My daughter’s teacher sends out a lovely email each week to keep us abreast of third grade happenings. It goes without saying that teachers do unfathomably important work and they should be paid a minimum of a million dollars per day. My undying love and appreciation for teachers has nothing to do with the following screed, which is directed at one thing and one thing alone: MATH.
Here’s a line I found in one of the weekly updates nestled under the heading entitled “Math.”
We applied the distributive “break apart” property to arrays.
I have many questions and concerns.
When the word “apply” is used in a mathematical context, I experience PTSD symptoms. Math was chill when it was addition and subtraction. It was fine when it was multiplication. Long division was a bit dicey but for the most part, reasonable. Fractions and decimals were fucked. Algebra was magical thinking. Geometry was supposed to be about shapes but instead ended up being about nothing.
The word “distributive” is definitely a math word I have spent most of my adult life trying to forget. I never fully learned what it meant then and I sure as hell won’t subject myself to the pain of relearning what is now.

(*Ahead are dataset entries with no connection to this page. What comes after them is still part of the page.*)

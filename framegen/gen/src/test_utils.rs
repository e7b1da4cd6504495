//! Shared test utilities for framegen-gen tests.
//!
//! Helpers here build both sides of the pipeline: specification entries
//! (`*_spec`) as a user would write them, and assembled nodes (`*_node`) for
//! tests that exercise one node operation directly.

use framegen_define as define;
use framegen_define::ComputedOptionalRequired;

use crate::customization::ExternalType;
use crate::render::{Fragment, RenderError, Renderer};
use crate::schema::{
    AttributeCommon, NestedCollectionAttribute, NestedObject, Node, NodeMap, ScalarAttribute,
    SingleNestedAttribute,
};

/// Creates a bool node with the given behavior and no customization.
pub fn bool_node(behavior: ComputedOptionalRequired) -> Node {
    Node::Bool(ScalarAttribute {
        common: AttributeCommon {
            behavior,
            ..Default::default()
        },
        default: None,
    })
}

/// Creates a string node with the given behavior and no customization.
pub fn string_node(behavior: ComputedOptionalRequired) -> Node {
    Node::String(ScalarAttribute {
        common: AttributeCommon {
            behavior,
            ..Default::default()
        },
        default: None,
    })
}

/// Collects `(name, node)` pairs into a child map.
pub fn node_map(entries: Vec<(&str, Node)>) -> NodeMap {
    entries
        .into_iter()
        .map(|(name, node)| (name.to_string(), node))
        .collect()
}

/// Creates an optional single-nested node, linked when `external` is set.
pub fn single_nested_node(children: Vec<(&str, Node)>, external: Option<&str>) -> Node {
    Node::SingleNested(SingleNestedAttribute {
        common: AttributeCommon {
            external_type: external.map(ExternalType::new),
            ..Default::default()
        },
        attributes: node_map(children),
        default: None,
    })
}

/// Creates an optional list-nested node whose nested object is linked when
/// `external` is set.
pub fn list_nested_node(children: Vec<(&str, Node)>, external: Option<&str>) -> Node {
    Node::ListNested(NestedCollectionAttribute {
        common: AttributeCommon::default(),
        nested_object: NestedObject {
            attributes: node_map(children),
            external_type: external.map(ExternalType::new),
            ..Default::default()
        },
        default: None,
    })
}

/// Creates a string attribute entry.
pub fn string_spec(name: &str, behavior: ComputedOptionalRequired) -> define::Attribute {
    define::Attribute {
        string: Some(define::StringAttribute {
            computed_optional_required: behavior,
            ..Default::default()
        }),
        ..define::Attribute::named(name)
    }
}

/// Creates a bool attribute entry.
pub fn bool_spec(name: &str, behavior: ComputedOptionalRequired) -> define::Attribute {
    define::Attribute {
        bool: Some(define::BoolAttribute {
            computed_optional_required: behavior,
            ..Default::default()
        }),
        ..define::Attribute::named(name)
    }
}

/// Creates an optional single-nested attribute entry.
pub fn single_nested_spec(
    name: &str,
    children: Vec<define::Attribute>,
    external: Option<&str>,
) -> define::Attribute {
    define::Attribute {
        single_nested: Some(define::SingleNestedAttribute {
            computed_optional_required: ComputedOptionalRequired::Optional,
            attributes: children,
            associated_external_type: external.map(external_spec),
            ..Default::default()
        }),
        ..define::Attribute::named(name)
    }
}

/// Creates an optional list-nested attribute entry.
pub fn list_nested_spec(
    name: &str,
    children: Vec<define::Attribute>,
    external: Option<&str>,
) -> define::Attribute {
    define::Attribute {
        list_nested: Some(define::NestedCollectionAttribute {
            computed_optional_required: ComputedOptionalRequired::Optional,
            nested_object: define::NestedAttributeObject {
                attributes: children,
                associated_external_type: external.map(external_spec),
                ..Default::default()
            },
            ..Default::default()
        }),
        ..define::Attribute::named(name)
    }
}

/// Creates an external type link without an import.
pub fn external_spec(type_: &str) -> define::AssociatedExternalType {
    define::AssociatedExternalType {
        import: None,
        type_: type_.to_string(),
    }
}

/// Wraps attribute entries in a resource specification.
pub fn resource_spec(name: &str, attributes: Vec<define::Attribute>) -> define::Specification {
    define::Specification {
        version: "0.1".to_string(),
        resources: vec![define::Resource {
            name: name.to_string(),
            schema: define::Schema {
                attributes,
                ..Default::default()
            },
        }],
        ..Default::default()
    }
}

/// A renderer whose every template fails.
#[derive(Debug, Default)]
pub struct FailingRenderer;

impl Renderer for FailingRenderer {
    fn render(&self, fragment: &Fragment) -> Result<Vec<u8>, RenderError> {
        Err(RenderError::Template {
            template: fragment.template_name().to_string(),
            reason: "renderer unavailable".to_string(),
        })
    }
}

#[cfg(test)]
mod tests {
    use super::*;

    #[test]
    fn spec_helpers_populate_one_kind() {
        assert_eq!(
            string_spec("name", ComputedOptionalRequired::Required).kinds(),
            vec!["string"]
        );
        assert_eq!(
            single_nested_spec("configuration", vec![], None).kinds(),
            vec!["single_nested"]
        );
        assert_eq!(list_nested_spec("rules", vec![], None).kinds(), vec!["list_nested"]);
    }

    #[test]
    fn resource_spec_yields_one_item() {
        let spec = resource_spec("thing", vec![bool_spec("enabled", ComputedOptionalRequired::Optional)]);
        assert_eq!(spec.items().count(), 1);
    }
}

“Break apart” seems ok, right? I know how to “break apart” a piece of bread. I know how to “break apart” from a group of people talking about something I’m not interested in (math, for example). But because “break apart” is part of a math sentence, you know it’s violent chaos disguised as simple language.
Re: “property,” refer to concern #2.
ARRAYS HAHAHAHAHAHA.
See also this conversation between me and my cousin in which I try to understand why I’m multiplying a number by .78 to convert Canadian dollars to American dollars (or was it vice versa? Who knows! Definitely not me!) We had gone to Canada with friends and were trying to figure out Venmo hell. If you multiply something by something, the resulting number SHOULD BE BIGGER according to this Merriam Webster definition, and yet, MATH defies logic and declares that sometimes a number becomes SMALLER when multiplied.
“GREATER IN NUMBER” NOT “SMALLER IN NUMBER.” SIMPLE FACTS.
Please understand, this thread went on and on and spanned several days, and I’m zero steps closer to understanding why the fuck a number can possibly become smaller when multiplied by another number.
See also, this episode of Poog which taught me more about math than a decade of schooling.
Conclusion: My math career was over as soon as it was legal* to opt out and no one ever told me I’d have to learn math as an adult so I could help my kids learn math so I politely and respectfully decline. Godspeed to my sweet child and her adventures with “applying the distributive ‘break apart’ property to arrays.”
I wish her well.
* In my case, this mean Algebra II was the end of the road in high school, and since I went to an artsy undergrad college, getting over a 500 on the math portion of your SATs precluded you from needing to take any math courses in college. I got a 510. Long live artsy liberal arts colleges.
I LOVED this today!!! My 8 year old granddaughter and I are "pen-pals" (we actually write real letters to each other about once a week, really!). This week, she gave me a "little bonus." She asked me if I could solve the problem 56 x z = 8. WTF, I thought? I have to solve for z, and it's a fraction, and I'm sure as shit going to have to show her how I got it, not just that I know what it is! So I did, but I can't believe the crap these little kids are doing that we didn't do until like, maybe 8th grade back when I was in school (I graduated in '77).
I took AP Calc in high school (I did not do well) and my artsy liberal arts college was like you should take calc here!! But I told them to fuck off and took statistics for psychology instead (the easiest math course). I somehow ended up married to a physicist, but I still say fuck math.